• **WHAT THE TASK ASKS**: Print, exactly as they stand, the lines from the start of the listing to the line containing "hashes and lists", inclusive.

*** EXERCISE DATA Section Begins ***

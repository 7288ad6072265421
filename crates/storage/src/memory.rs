//! MemoryStore: in-process backing store
//!
//! Implements the `Storage` adapter with:
//! - `FxHashMap<String, Entry>` keyspace holding hashes and lists
//! - `parking_lot::RwLock` for thread-safe access
//! - Staged batch application: commands run against a copy-on-write overlay
//!   and are committed only if every command succeeds
//! - Round-trip statistics and failure injection for tests
//!
//! # Design Notes
//!
//! - **One lock per round trip**: a batch holds the write lock for its whole
//!   application, so no other round trip can observe a partially applied batch.
//! - **Empty containers vanish**: a hash or list whose last element is removed
//!   is deleted, matching the usual networked hash-store semantics.
//! - **No await under lock**: the optional simulated latency is awaited before
//!   the lock is taken.

use std::collections::{BTreeMap, VecDeque};
use std::sync::atomic::{AtomicU64, Ordering};
use std::time::Duration;

use async_trait::async_trait;
use parking_lot::RwLock;
use rustc_hash::FxHashMap;

use relkv_core::{Command, Reply, Storage, StoreError, StoreResult};

use crate::stats::{StoreStats, StoreStatsCounters};

/// A stored value
#[derive(Debug, Clone, PartialEq, Eq)]
pub enum Entry {
    /// Field -> value map
    Hash(BTreeMap<String, String>),
    /// Ordered list
    List(VecDeque<String>),
}

impl Entry {
    fn is_empty(&self) -> bool {
        match self {
            Entry::Hash(fields) => fields.is_empty(),
            Entry::List(items) => items.is_empty(),
        }
    }
}

/// Copy-on-write view over the keyspace used while applying a batch
struct Overlay<'a> {
    base: &'a FxHashMap<String, Entry>,
    staged: FxHashMap<String, Option<Entry>>,
}

impl<'a> Overlay<'a> {
    fn new(base: &'a FxHashMap<String, Entry>) -> Self {
        Self {
            base,
            staged: FxHashMap::default(),
        }
    }

    fn get(&self, key: &str) -> Option<&Entry> {
        match self.staged.get(key) {
            Some(staged) => staged.as_ref(),
            None => self.base.get(key),
        }
    }

    fn slot(&mut self, key: &str) -> &mut Option<Entry> {
        let base = self.base;
        self.staged
            .entry(key.to_string())
            .or_insert_with(|| base.get(key).cloned())
    }

    fn hash(&self, key: &str) -> StoreResult<Option<&BTreeMap<String, String>>> {
        match self.get(key) {
            None => Ok(None),
            Some(Entry::Hash(fields)) => Ok(Some(fields)),
            Some(Entry::List(_)) => Err(wrong_type(key, "hash")),
        }
    }

    fn hash_mut(&mut self, key: &str) -> StoreResult<&mut BTreeMap<String, String>> {
        let slot = self.slot(key);
        let entry = slot.get_or_insert_with(|| Entry::Hash(BTreeMap::new()));
        match entry {
            Entry::Hash(fields) => Ok(fields),
            Entry::List(_) => Err(wrong_type(key, "hash")),
        }
    }

    fn list(&self, key: &str) -> StoreResult<Option<&VecDeque<String>>> {
        match self.get(key) {
            None => Ok(None),
            Some(Entry::List(items)) => Ok(Some(items)),
            Some(Entry::Hash(_)) => Err(wrong_type(key, "list")),
        }
    }

    fn list_mut(&mut self, key: &str) -> StoreResult<&mut VecDeque<String>> {
        let slot = self.slot(key);
        let entry = slot.get_or_insert_with(|| Entry::List(VecDeque::new()));
        match entry {
            Entry::List(items) => Ok(items),
            Entry::Hash(_) => Err(wrong_type(key, "list")),
        }
    }

    fn apply(&mut self, command: Command) -> StoreResult<Reply> {
        match command {
            Command::HGet { key, field } => Ok(self
                .hash(&key)?
                .and_then(|fields| fields.get(&field).cloned())
                .map_or(Reply::Nil, Reply::Str)),
            Command::HMGet { key, fields } => {
                let hash = self.hash(&key)?;
                Ok(Reply::Array(
                    fields
                        .iter()
                        .map(|field| {
                            hash.and_then(|h| h.get(field).cloned())
                                .map_or(Reply::Nil, Reply::Str)
                        })
                        .collect(),
                ))
            }
            Command::HGetAll { key } => Ok(Reply::Pairs(
                self.hash(&key)?
                    .map(|fields| {
                        fields
                            .iter()
                            .map(|(f, v)| (f.clone(), v.clone()))
                            .collect()
                    })
                    .unwrap_or_default(),
            )),
            Command::HSet { key, field, value } => {
                let created = self.hash_mut(&key)?.insert(field, value).is_none();
                Ok(Reply::Int(i64::from(created)))
            }
            Command::HDel { key, field } => {
                if self.hash(&key)?.is_none() {
                    return Ok(Reply::Int(0));
                }
                let removed = self.hash_mut(&key)?.remove(&field).is_some();
                Ok(Reply::Int(i64::from(removed)))
            }
            Command::HIncrBy { key, field, delta } => {
                let fields = self.hash_mut(&key)?;
                let current = match fields.get(&field) {
                    Some(raw) => raw.parse::<i64>().map_err(|_| {
                        StoreError::BatchAborted(format!(
                            "field '{}' of '{}' is not an integer",
                            field, key
                        ))
                    })?,
                    None => 0,
                };
                let next = current.checked_add(delta).ok_or_else(|| {
                    StoreError::BatchAborted(format!("increment of '{}' overflows", field))
                })?;
                fields.insert(field, next.to_string());
                Ok(Reply::Int(next))
            }
            Command::HLen { key } => Ok(Reply::Int(
                self.hash(&key)?.map_or(0, |fields| fields.len() as i64),
            )),
            Command::Del { key } => {
                let existed = self.get(&key).is_some();
                *self.slot(&key) = None;
                Ok(Reply::Int(i64::from(existed)))
            }
            Command::RPush { key, value } => {
                let items = self.list_mut(&key)?;
                items.push_back(value);
                Ok(Reply::Int(items.len() as i64))
            }
            Command::LPop { key } => {
                if self.list(&key)?.is_none() {
                    return Ok(Reply::Nil);
                }
                Ok(self
                    .list_mut(&key)?
                    .pop_front()
                    .map_or(Reply::Nil, Reply::Str))
            }
            Command::LRem { key, count, value } => {
                if self.list(&key)?.is_none() {
                    return Ok(Reply::Int(0));
                }
                let items = self.list_mut(&key)?;
                let limit = if count == 0 { usize::MAX } else { count };
                let mut removed = 0usize;
                items.retain(|item| {
                    if removed < limit && *item == value {
                        removed += 1;
                        false
                    } else {
                        true
                    }
                });
                Ok(Reply::Int(removed as i64))
            }
            Command::LLen { key } => Ok(Reply::Int(
                self.list(&key)?.map_or(0, |items| items.len() as i64),
            )),
        }
    }

    fn into_staged(self) -> FxHashMap<String, Option<Entry>> {
        self.staged
    }
}

fn wrong_type(key: &str, expected: &'static str) -> StoreError {
    StoreError::WrongType {
        key: key.to_string(),
        expected,
    }
}

/// In-process backing store
///
/// Thread-safe through `parking_lot::RwLock`; share it behind an `Arc`.
#[derive(Debug, Default)]
pub struct MemoryStore {
    /// Keyspace
    data: RwLock<FxHashMap<String, Entry>>,
    /// Round trip and command counters
    counters: StoreStatsCounters,
    /// Number of upcoming round trips that fail before touching data
    pending_failures: AtomicU64,
    /// Round trips that still succeed before the pending failures start
    failure_delay: AtomicU64,
    /// Simulated network latency per round trip
    latency: Option<Duration>,
}

impl MemoryStore {
    /// Create an empty store
    pub fn new() -> Self {
        Self::default()
    }

    /// Create an empty store that waits `latency` before every round trip
    pub fn with_latency(latency: Duration) -> Self {
        Self {
            latency: Some(latency),
            ..Self::default()
        }
    }

    /// Round trip and command counters since creation or last reset
    pub fn stats(&self) -> StoreStats {
        self.counters.snapshot()
    }

    /// Reset the round trip and command counters
    pub fn reset_stats(&self) {
        self.counters.reset();
    }

    /// Make the next `n` round trips fail wholly
    pub fn fail_next_round_trips(&self, n: u64) {
        self.fail_round_trips_after(0, n);
    }

    /// Let `skip` round trips through, then fail the following `n`
    pub fn fail_round_trips_after(&self, skip: u64, n: u64) {
        self.failure_delay.store(skip, Ordering::SeqCst);
        self.pending_failures.store(n, Ordering::SeqCst);
    }

    /// Number of keys currently stored
    pub fn key_count(&self) -> usize {
        self.data.read().len()
    }

    /// Copy of the entry under a key, bypassing the statistics
    pub fn entry(&self, key: &str) -> Option<Entry> {
        self.data.read().get(key).cloned()
    }

    fn take_injected_failure(&self) -> bool {
        if self.pending_failures.load(Ordering::SeqCst) == 0 {
            return false;
        }
        if self
            .failure_delay
            .fetch_update(Ordering::SeqCst, Ordering::SeqCst, |n| n.checked_sub(1))
            .is_ok()
        {
            return false;
        }
        self.pending_failures
            .fetch_update(Ordering::SeqCst, Ordering::SeqCst, |n| n.checked_sub(1))
            .is_ok()
    }

    fn apply_batch(&self, commands: Vec<Command>) -> StoreResult<Vec<Reply>> {
        let mut data = self.data.write();
        let (replies, staged) = {
            let mut overlay = Overlay::new(&data);
            let mut replies = Vec::with_capacity(commands.len());
            for command in commands {
                replies.push(overlay.apply(command)?);
            }
            (replies, overlay.into_staged())
        };

        for (key, entry) in staged {
            match entry {
                Some(entry) if !entry.is_empty() => {
                    data.insert(key, entry);
                }
                _ => {
                    data.remove(&key);
                }
            }
        }
        Ok(replies)
    }
}

#[async_trait]
impl Storage for MemoryStore {
    async fn execute(&self, command: Command) -> StoreResult<Reply> {
        let mut replies = self.execute_batch(vec![command]).await?;
        replies
            .pop()
            .ok_or_else(|| StoreError::BatchAborted("empty reply".to_string()))
    }

    async fn execute_batch(&self, commands: Vec<Command>) -> StoreResult<Vec<Reply>> {
        if let Some(latency) = self.latency {
            tokio::time::sleep(latency).await;
        }
        self.counters.record(commands.len());
        if self.take_injected_failure() {
            return Err(StoreError::Connection("injected failure".to_string()));
        }
        self.apply_batch(commands)
    }

    async fn flush_all(&self) -> StoreResult<()> {
        self.counters.record(0);
        if self.take_injected_failure() {
            return Err(StoreError::Connection("injected failure".to_string()));
        }
        self.data.write().clear();
        Ok(())
    }
}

*** EXERCISE DATA Section Ends ***

• **SOLUTION**:
repository 7288ad6072265421
filename crates/storage/src/memory.rs
//! MemoryStore: in-process backing store
//!
//! Implements the `Storage` adapter with:
//! - `FxHashMap<String, Entry>` keyspace holding hashes and lists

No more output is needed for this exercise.